Quels sont les systèmes affectés ?
L'attaque LVI-LFB affecte les processus Intel les plus récents qui recourent à l'exécution spéculative.
L'attaque, baptisée LVI-LFB (Load Value Injection in the Line Full Buffers) permet à un attaquant d'injecter des valeurs malveillantes dans certaines structures micro-architecturales qui sont ensuite utilisées par la victime, ce qui peut conduire à la révélation de données secrètes et protégées à tous les niveaux de privilèges.
Cette nouvelle attaque (CVE-2020-0551) affecte les processeurs Intel les plus récents qui recourent à l'exécution spéculative.
Dans leur quête de processeurs toujours plus rapides, les fournisseurs ont mis en œuvre diverses versions d'exécution spéculative. Cette fonctionnalité permet au processeur de faire des suppositions éclairées sur les instructions qui pourraient être nécessaires avant de déterminer si elles le sont vraiment. Cette exécution spéculative peut laisser des traces dans le cache, dont les attaquants peuvent tirer parti pour provoquer une fuite de la mémoire privilégiée du noyau.

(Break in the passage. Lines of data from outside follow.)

use crate::config::app_context::AppContext;
use crate::programs::pump_curve::BondingCurveAccount;
use crate::programs::registry::{self, PUMPFUN_PROGRAM_PUBKEY};
use crate::storage::persistent;
use crate::types::error::TradeError;
use solana_sdk::pubkey::Pubkey;
use std::str::FromStr;
use std::time::Duration;
use tracing::{debug, info, warn};

/// Polls bonding curves for every mint that still has a PRE_GRADUATION
/// position. A closed curve account or `complete = true` means the token
/// migrated; all matching positions flip to POST_GRADUATION in one bulk
/// transaction.
pub struct GraduationMonitor {
    context: AppContext,
}

impl GraduationMonitor {
    pub fn new(context: &AppContext) -> Self {
        Self {
            context: context.clone(),
        }
    }

    pub async fn run(self) {
        let settings = self.context.get_settings().await;
        if !settings.graduation.enabled {
            info!("graduation monitor disabled");
            return;
        }
        let poll_interval = Duration::from_millis(settings.graduation.poll_interval_ms);
        drop(settings);

        let mut shutdown = self.context.shutdown_signal();
        let mut ticker = tokio::time::interval(poll_interval);
        loop {
            tokio::select! {
                _ = shutdown.changed() => {
                    if *shutdown.borrow() {
                        info!("graduation monitor stopping");
                        return;
                    }
                }
                _ = ticker.tick() => {
                    if let Err(e) = self.poll_once().await {
                        warn!(error = %e, "graduation poll failed");
                    }
                }
            }
        }
    }

    async fn poll_once(&self) -> Result<(), TradeError> {
        let curves = persistent::load_pre_graduation_curves(&self.context.db_pool).await?;
        for (mint, curve) in curves {
            match self.is_graduated(&mint, curve.as_deref()).await {
                Ok(true) => {
                    let graduated =
                        persistent::graduate_all_positions_for_mint(&self.context.db_pool, &mint)
                            .await?;
                    info!(mint = %mint, positions = graduated.len(), "mint graduated to AMM pricing");
                }
                Ok(false) => {}
                Err(e) => {
                    debug!(mint = %mint, error = %e, "graduation check deferred");
                }
            }
        }
        Ok(())
    }

    async fn is_graduated(&self, mint: &str, curve: Option<&str>) -> Result<bool, TradeError> {
        let curve_pubkey = match curve {
            Some(address) => {
                Pubkey::from_str(address).map_err(|_| TradeError::InvalidAddress(address.into()))?
            }
            None => {
                let mint_pubkey = Pubkey::from_str(mint)
                    .map_err(|_| TradeError::InvalidAddress(mint.to_string()))?;
                registry::bonding_curve_pda(&mint_pubkey, &PUMPFUN_PROGRAM_PUBKEY)
            }
        };
        match self.context.rpc.get_account_optional(&curve_pubkey).await? {
            // the launchpad closes the curve account at migration
            None => Ok(true),
            Some(account) => Ok(BondingCurveAccount::parse(&account.data)?.complete),
        }
    }
}
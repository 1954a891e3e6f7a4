pub mod persistent;
pub mod price_cache;
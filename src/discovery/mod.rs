pub mod bags_telegram;
pub mod dedup;
pub mod metadata;
pub mod meteora_dbc;
pub mod pump_logs;
pub mod ws;

use crate::types::candidate::{DiscoveryMethod, LaunchSource};
use crate::types::events::{BusEvent, Collector, DiscoveredLaunch, EventStream};
use anyhow::Result;
use async_trait::async_trait;
use serde_json::json;
use std::sync::Mutex;
use tokio::sync::mpsc;
use tokio_stream::wrappers::UnboundedReceiverStream;
use tracing::{debug, info};

/// Bridges the external Bags Telegram feed into the discovery bus. The feed
/// pushes raw message text; the deterministic parser decides what counts.
pub struct BagsTelegramCollector {
    receiver: Mutex<Option<mpsc::UnboundedReceiver<String>>>,
}

impl BagsTelegramCollector {
    pub fn new(receiver: mpsc::UnboundedReceiver<String>) -> Self {
        Self {
            receiver: Mutex::new(Some(receiver)),
        }
    }
}

#[async_trait]
impl Collector<BusEvent> for BagsTelegramCollector {
    async fn get_event_stream(&self) -> Result<EventStream<'_, BusEvent>> {
        let mut raw_rx = self
            .receiver
            .lock()
            .unwrap()
            .take()
            .ok_or_else(|| anyhow::anyhow!("bags telegram stream already taken"))?;
        let (event_tx, event_rx) = mpsc::unbounded_channel::<BusEvent>();
        tokio::spawn(async move {
            while let Some(message) = raw_rx.recv().await {
                match bags_telegram::parse_bags_message(&message) {
                    Ok(parsed) => {
                        info!(mint = %parsed.mint, "bags telegram launch parsed");
                        let launch = DiscoveredLaunch {
                            mint: parsed.mint,
                            symbol: parsed.symbol,
                            name: parsed.name,
                            launch_source: LaunchSource::Bags,
                            discovery_method: DiscoveryMethod::Telegram,
                            metadata_provenance: None,
                            raw_payload: json!({ "message": message }),
                            is_token_2022: false,
                            bonding_curve: None,
                        };
                        if event_tx.send(BusEvent::LaunchDiscovered(launch)).is_err() {
                            return;
                        }
                    }
                    Err(reason) => {
                        debug!(reason = %reason, "bags message rejected");
                    }
                }
            }
        });
        Ok(Box::pin(UnboundedReceiverStream::new(event_rx)))
    }
}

Ce qui rend avant-gardiste la recherche relative à ces attaques par rapport à celle portant sur des cyberattaques ciblant des vulnérabilités plus traditionnelles est qu'elle se concentre sur le fonctionnement fondamental des processeurs modernes. Pour mener des investigations efficaces, les équipes de recherche doivent avoir une compréhension approfondie des éléments internes des processeurs (prédiction de branchement, exécution hors ordre, exécution spéculative, pipeline et caches), des éléments internes des systèmes d'exploitation (appels système, gestion des interruptions et des exceptions et KPTI) ainsi que des attaques par canaux auxiliaires et par exécution spéculative en général.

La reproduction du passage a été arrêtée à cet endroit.